As has been reported for several years, the village must construct a new wastewater treatment plant per a state mandate. Construction of the $4.9 million plant is slated to begin in June and residents of both the town and village may see a small percentage increase (5 percent or less) in their sewer bills sometime this year.
The amount of the increase is not yet known, because the village has applied for a 0 percent NY Environmental Facilities Corporation loan. If that loan is received, the impact on sewer bills would be negligible.
In the meantime, the board authorized its engineering firm, Nussbaumer & Clarke, to request bids for fill suppliers. The firm wants to get the fill purchased and delivered to the site as soon as possible in order to start work on Lagoon #4.
Another ongoing challenge for the board is the village’s 100-year-old water system. As outlined by Jim Campolong, capital projects manager for Nussbaumer & Clarke, the village must begin collecting funds to pay for significant long-term repairs to the village water reservoir and water lines in order to ensure they can continue to carry enough water to serve resident’s needs, accommodate future development and supply fire hydrants for fire protection. He estimated costs could be as much as $1.25 million over several years, depending on the priority of repairs.
Campolong offered the board a funding strategy with one possible formula for raising monies for these future capital projects.
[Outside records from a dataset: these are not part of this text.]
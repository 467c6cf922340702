//! Planar rigid-rotation helpers shared by the stage and the navigation graph.
//!
//! Both must apply the identical transform so geometry and graph never drift
//! apart; keep every rotation about a pivot going through these functions.

use glam::Vec2;

use crate::types::Pose;

/// Rotate `point` about `pivot` by `angle` radians (counter-clockwise positive).
///
/// Evaluated in `f64` so repeated small steps keep the pivot-relative radius
/// stable.
#[must_use]
#[allow(clippy::cast_possible_truncation)]
pub fn rotate_about(point: Vec2, pivot: Vec2, angle: f64) -> Vec2 {
    let px = f64::from(point.x) - f64::from(pivot.x);
    let py = f64::from(point.y) - f64::from(pivot.y);
    let (s, c) = angle.sin_cos();
    let x = px * c - py * s;
    let y = px * s + py * c;
    Vec2::new(
        (x + f64::from(pivot.x)) as f32,
        (y + f64::from(pivot.y)) as f32,
    )
}

/// Rotate a whole pose about `pivot`: the position orbits the pivot and the
/// body's own orientation advances by the same angle.
#[must_use]
#[allow(clippy::cast_possible_truncation)]
pub fn rotate_pose_about(pose: Pose, pivot: Vec2, angle: f64) -> Pose {
    Pose {
        position: rotate_about(pose.position, pivot, angle),
        angle: (f64::from(pose.angle) + angle) as f32,
    }
}

/// Convert degrees to radians in `f64`.
#[must_use]
pub fn deg_to_rad(degrees: f32) -> f64 {
    f64::from(degrees).to_radians()
}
It included a combination of water usage rate increases, changes to minimum usage amounts and a flat capital improvements fee.
While the board is unanimous in its agreement that funds must be raised, it does not necessarily agree that Nussbaumer & Clarke’s first pass at a formula is quite right. Mayor Charlie Coolidge asked the board to consider it as a starting point to be used for further discussion.
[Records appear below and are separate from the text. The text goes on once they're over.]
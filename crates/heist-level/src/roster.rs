//! The character roster: who moves, how hard, and where they want to go.

use std::collections::BTreeMap;

use bevy_ecs::prelude::Resource;
use glam::Vec2;
use heist_ai::CharacterView;
use heist_core::config::{AgentConfig, AvatarConfig};
use heist_core::types::BodyId;
use heist_physics::backend::PhysicsBackend;
use heist_physics::registry::RigidBodyRegistry;

// ---------------------------------------------------------------------------
// Character
// ---------------------------------------------------------------------------

/// Who decides a character's intent.
#[derive(Debug, Clone, Copy, PartialEq, Eq)]
pub enum Driver {
    Player,
    Ai,
}

/// Per-character actuation parameters and the current intent.
#[derive(Debug, Clone, PartialEq)]
pub struct Character {
    pub id: BodyId,
    pub driver: Driver,
    /// Horizontal force at full intent.
    pub force: f32,
    /// Braking coefficient used when the intent is zero.
    pub damping: f32,
    pub max_speed: f32,
    /// Horizontal movement intent in [-1, 1].
    pub intent: f32,
    /// +1 facing right, -1 facing left.
    pub facing: f32,
}

impl Character {
    pub const fn player(id: BodyId, config: &AvatarConfig) -> Self {
        Self {
            id,
            driver: Driver::Player,
            force: config.force,
            damping: config.damping,
            max_speed: config.max_speed,
            intent: 0.0,
            facing: 1.0,
        }
    }

    pub const fn agent(id: BodyId, config: &AgentConfig) -> Self {
        Self {
            id,
            driver: Driver::Ai,
            force: config.force,
            damping: config.damping,
            max_speed: config.max_speed,
            intent: 0.0,
            facing: 1.0,
        }
    }

    /// Store a new intent; a non-zero intent also turns the character.
    pub fn set_intent(&mut self, intent: f32) {
        self.intent = if intent.is_nan() {
            0.0
        } else {
            intent.clamp(-1.0, 1.0)
        };
        if self.intent != 0.0 {
            self.facing = self.intent.signum();
        }
    }
}

// ---------------------------------------------------------------------------
// Characters
// ---------------------------------------------------------------------------

/// Every actuated character, keyed by body id.
#[derive(Resource, Debug, Default)]
pub struct Characters {
    by_id: BTreeMap<BodyId, Character>,
}

impl Characters {
    pub fn new() -> Self {
        Self::default()
    }

    pub fn insert(&mut self, character: Character) {
        self.by_id.insert(character.id, character);
    }

    pub fn remove(&mut self, id: BodyId) -> Option<Character> {
        self.by_id.remove(&id)
    }

    pub fn get(&self, id: BodyId) -> Option<&Character> {
        self.by_id.get(&id)
    }

    pub fn get_mut(&mut self, id: BodyId) -> Option<&mut Character> {
        self.by_id.get_mut(&id)
    }

    /// Set a character's intent; unknown ids are ignored.
    pub fn set_intent(&mut self, id: BodyId, intent: f32) {
        if let Some(character) = self.by_id.get_mut(&id) {
            character.set_intent(intent);
        }
    }

    pub fn intent(&self, id: BodyId) -> Option<f32> {
        self.by_id.get(&id).map(|c| c.intent)
    }

    pub fn iter(&self) -> impl Iterator<Item = &Character> {
        self.by_id.values()
    }

    pub fn players(&self) -> impl Iterator<Item = &Character> {
        self.by_id.values().filter(|c| c.driver == Driver::Player)
    }

    pub fn len(&self) -> usize {
        self.by_id.len()
    }

    pub fn is_empty(&self) -> bool {
        self.by_id.is_empty()
    }

    pub fn clear(&mut self) {
        self.by_id.clear();
    }
}

// ---------------------------------------------------------------------------
// RosterView
// ---------------------------------------------------------------------------

/// Live view handed to the AI coordinator: positions from the backend,
/// intents into the roster.
pub struct RosterView<'a> {
    pub characters: &'a mut Characters,
    pub registry: &'a RigidBodyRegistry,
    pub backend: &'a dyn PhysicsBackend,
}

impl CharacterView for RosterView<'_> {
    fn position(&self, id: BodyId) -> Option<Vec2> {
        self.backend
            .pose(self.registry.handle(id)?)
            .map(|p| p.position)
    }

    fn player_positions(&self) -> Vec<Vec2> {
        self.characters
            .players()
            .filter_map(|c| self.position(c.id))
            .collect()
    }

    fn set_intent(&mut self, id: BodyId, intent: f32) {
        self.characters.set_intent(id, intent);
    }
}

// ---------------------------------------------------------------------------
// Tests
// ---------------------------------------------------------------------------
// heist-stage: the rotating stage.
//
// A `Stage` is a plain record (pivot, member bodies, increment, speed). The
// `RotationEngine` resource advances one commanded rotation at a time and
// reports each tick's rigid transform so dependents (the nav graph) can
// apply the identical transform.

pub mod rotation;
pub mod target;

pub use rotation::{RotationEngine, RotationState, RotationStep, Rider, Stage};
pub use target::{BackendTarget, PoseMap, TransformTarget};
//! Headless rotating-stage level runner.
//!
//! Provides three modes of operation:
//! - `run`: simulate a level for N ticks with scripted input and print the outcome
//! - `check`: validate a level file and print what it would spawn
//! - `nav`: populate a level and dump its navigation graph as JSON

use std::path::{Path, PathBuf};

use anyhow::Context;
use bevy_app::App;
use clap::{Parser, Subcommand, ValueEnum};
use glam::Vec2;
use heist_core::HeistCorePlugin;
use heist_core::config::LevelConfig;
use heist_core::time::TickClock;
use heist_core::types::RotationDirection;
use heist_level::prelude::*;
use heist_nav::NavGraph;
use heist_physics::HeistPhysicsPlugin;
use heist_physics::rapier::RapierContext;
use heist_stage::RotationEngine;
use tracing_subscriber::EnvFilter;

// ---------------------------------------------------------------------------
// CLI
// ---------------------------------------------------------------------------

/// Rotating-stage platformer simulation core.
#[derive(Parser)]
#[command(version, about)]
struct Cli {
    #[command(subcommand)]
    command: Option<Commands>,
}

#[derive(Subcommand)]
enum Commands {
    /// Simulate a level and print the outcome.
    Run {
        /// Level TOML file; the built-in defaults when omitted.
        #[arg(short, long)]
        level: Option<PathBuf>,

        /// Number of ticks to simulate.
        #[arg(short, long, default_value_t = 600)]
        ticks: u32,

        /// Held horizontal input in [-1, 1].
        #[arg(short, long, default_value_t = 0.0, allow_negative_numbers = true)]
        axis: f32,

        /// Press rotate every K ticks.
        #[arg(short, long)]
        rotate_every: Option<u32>,

        /// Direction of scripted rotate presses.
        #[arg(short, long, value_enum, default_value_t = Turn::Cw)]
        direction: Turn,
    },

    /// Validate a level file.
    Check {
        #[arg(short, long)]
        level: PathBuf,
    },

    /// Dump the level's navigation graph as JSON.
    Nav {
        #[arg(short, long)]
        level: PathBuf,

        /// Pretty-print the JSON.
        #[arg(short, long)]
        pretty: bool,
    },
}

#[derive(Clone, Copy, ValueEnum)]
enum Turn {
    Cw,
    Ccw,
}

impl From<Turn> for RotationDirection {
    fn from(turn: Turn) -> Self {
        match turn {
            Turn::Cw => Self::Clockwise,
            Turn::Ccw => Self::CounterClockwise,
        }
    }
}

// ---------------------------------------------------------------------------
// Mode implementations
// ---------------------------------------------------------------------------

fn load(path: Option<&Path>) -> anyhow::Result<LevelConfig> {
    match path {
        Some(path) => LevelConfig::from_file(path)
            .with_context(|| format!("loading level {}", path.display())),
        None => Ok(LevelConfig::default()),
    }
}

fn build_app(config: LevelConfig) -> anyhow::Result<App> {
    let mut app = App::new();
    app.add_plugins(HeistCorePlugin);
    app.add_plugins(HeistPhysicsPlugin::new(RapierContext::new(Vec2::ZERO)));
    app.add_plugins(HeistLevelPlugin::new(config));
    app.finish();
    app.cleanup();
    reset_level(app.world_mut()).context("populating level")?;
    Ok(app)
}

fn run_level(
    level: Option<&Path>,
    ticks: u32,
    axis: f32,
    rotate_every: Option<u32>,
    direction: RotationDirection,
) -> anyhow::Result<()> {
    let mut app = build_app(load(level)?)?;
    let mut rotations = 0_u32;
    let mut sounds = Vec::new();

    for tick in 1..=ticks {
        {
            let mut input = app.world_mut().resource_mut::<InputState>();
            input.set_axis(axis);
            if rotate_every.is_some_and(|k| k > 0 && tick % k == 0) {
                input.press_rotate(direction);
            }
        }
        let was_rotating = app.world().resource::<RotationEngine>().is_rotating();
        app.update();
        if !was_rotating && app.world().resource::<RotationEngine>().is_rotating() {
            rotations += 1;
        }
        sounds.extend(app.world_mut().resource_mut::<SoundQueue>().drain());
        if app.world().resource::<LevelStatus>().is_over() {
            break;
        }
    }

    let status = *app.world().resource::<LevelStatus>();
    let clock = app.world().resource::<TickClock>();
    let outcome = if status.is_complete() {
        "complete"
    } else if status.is_failed() {
        "failed"
    } else {
        "running"
    };
    println!(
        "outcome={outcome} ticks={} elapsed={:.3}s rotations={rotations} sounds={}",
        clock.tick(),
        clock.elapsed_secs(),
        sounds.len()
    );
    let pose = avatar_pose(app.world_mut())?;
    println!(
        "avatar: x={:.3} y={:.3} angle={:.3}",
        pose.position.x, pose.position.y, pose.angle
    );
    Ok(())
}

fn run_check(level: &Path) -> anyhow::Result<()> {
    let config = load(Some(level))?;
    println!("{}: ok", level.display());
    println!(
        "walls={} platforms={} agents={} pivot=({:.2}, {:.2})",
        config.walls.len(),
        config.platforms.polygons.len(),
        config.agents.len(),
        config.pivot().x,
        config.pivot().y
    );
    Ok(())
}

fn run_nav(level: &Path, pretty: bool) -> anyhow::Result<()> {
    let app = build_app(load(Some(level))?)?;
    let snapshot = app.world().resource::<NavGraph>().snapshot();
    let json = if pretty {
        serde_json::to_string_pretty(&snapshot)?
    } else {
        serde_json::to_string(&snapshot)?
    };
    println!("{json}");
    Ok(())
}

// ---------------------------------------------------------------------------
// main
// ---------------------------------------------------------------------------

fn main() -> anyhow::Result<()> {
    tracing_subscriber::fmt()
        .with_env_filter(EnvFilter::try_from_default_env().unwrap_or_else(|_| EnvFilter::new("info")))
        .with_writer(std::io::stderr)
        .init();

    let cli = Cli::parse();

    match cli.command {
        Some(Commands::Run {
            level,
            ticks,
            axis,
            rotate_every,
            direction,
        }) => run_level(level.as_deref(), ticks, axis, rotate_every, direction.into()),
        Some(Commands::Check { level }) => run_check(&level),
        Some(Commands::Nav { level, pretty }) => run_nav(&level, pretty),
        None => run_level(None, 600, 0.0, None, RotationDirection::Clockwise),
    }
}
Board member Greg Cappelli noted that it will be critical to proactively communicate the issue to all water customers. He suggested the village prepare a letter to all users explaining the challenge. The rest of the board agreed and asked the mayor to draft a letter for its review.
Building Demolition Fee Increase
In other business, the board approved an increase for building demolition fees effective immediately. The past fee of $25 was determined to be extremely low compared to neighboring municipalities. Going forward, the fee to be charged by the village building inspector for residential demolition will be $50. For commercial properties of up to 2,000 square feet, the fee will be $200. For commercial properties of more than 2,000 square feet, the fee will be $200 plus $.05 for each additional square foot.
In addition, the board approved an increase of the village clerk’s fee for title searches. The fee will increase from $5 to $10.
Trash Collection Bid Awarded
Casella Resource Solutions was awarded the three-year contract for village garbage collection. The village received four bids for the service; Casella’s was the low bid.
Beginning Aug. 1, Casella will collect weekly garbage and recyclables, and it will make six “large trash” collections per year.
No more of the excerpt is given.